=== What you should do ===
Repeat exactly what appears from the opening line of the listing to the line with "bus is written.", inclusive.
Records supplied Start Marker
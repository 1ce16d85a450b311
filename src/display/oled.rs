//! SSD1306 128x64 OLED on a Linux I2C bus.
//!
//! The driver keeps a frame buffer in memory; [`GraphicPanel`] draws into it and
//! then flushes, which is the only point where the bus is written.

use super::panel::{DisplayError, GraphicPanel, PanelDevice};
use crate::config::DisplayConfig;
use linux_embedded_hal::I2cdev;
use ssd1306::mode::BufferedGraphicsMode;
use ssd1306::prelude::{DisplayConfig as _, DisplayRotation, I2CInterface};
use ssd1306::size::DisplaySize128x64;
use ssd1306::{I2CDisplayInterface, Ssd1306};
use tracing::{info, warn};

/// The panel as driven over `/dev/i2c-*`
pub type Oled = Ssd1306<
    I2CInterface<I2cdev>,
    DisplaySize128x64,
    BufferedGraphicsMode<DisplaySize128x64>,
>;

impl PanelDevice for Oled {
    fn bring_up(&mut self) -> Result<(), DisplayError> {
        self.init()
            .map_err(|e| DisplayError::Bus(format!("init: {e:?}")))
    }

    fn flush(&mut self) -> Result<(), DisplayError> {
        Ssd1306::flush(self).map_err(|e| DisplayError::Bus(format!("flush: {e:?}")))
    }
}

/// Open the I2C bus and wrap the panel. Nothing is sent to the device until
/// `Panel::init`, so a missing panel surfaces there.
pub fn open_oled(config: &DisplayConfig) -> Result<GraphicPanel<Oled>, DisplayError> {
    if (config.width, config.height) != (128, 64) {
        warn!(
            width = config.width,
            height = config.height,
            "OLED is fixed at 128x64, ignoring configured size"
        );
    }
    let bus = I2cdev::new(&config.i2c_bus)
        .map_err(|e| DisplayError::Bus(format!("{}: {e}", config.i2c_bus)))?;
    let interface = I2CDisplayInterface::new_custom_address(bus, config.i2c_address);
    let display = Ssd1306::new(interface, DisplaySize128x64, DisplayRotation::Rotate0)
        .into_buffered_graphics_mode();
    info!(bus = %config.i2c_bus, address = config.i2c_address, "OLED bus opened");
    Ok(GraphicPanel::new(display))
}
Records supplied End Marker
=== Finished task ===
repository 1ce16d85a450b311
filename src/display/oled.rs
//! SSD1306 128x64 OLED on a Linux I2C bus.
//!
//! The driver keeps a frame buffer in memory; [`GraphicPanel`] draws into it and
//! then flushes, which is the only point where the bus is written.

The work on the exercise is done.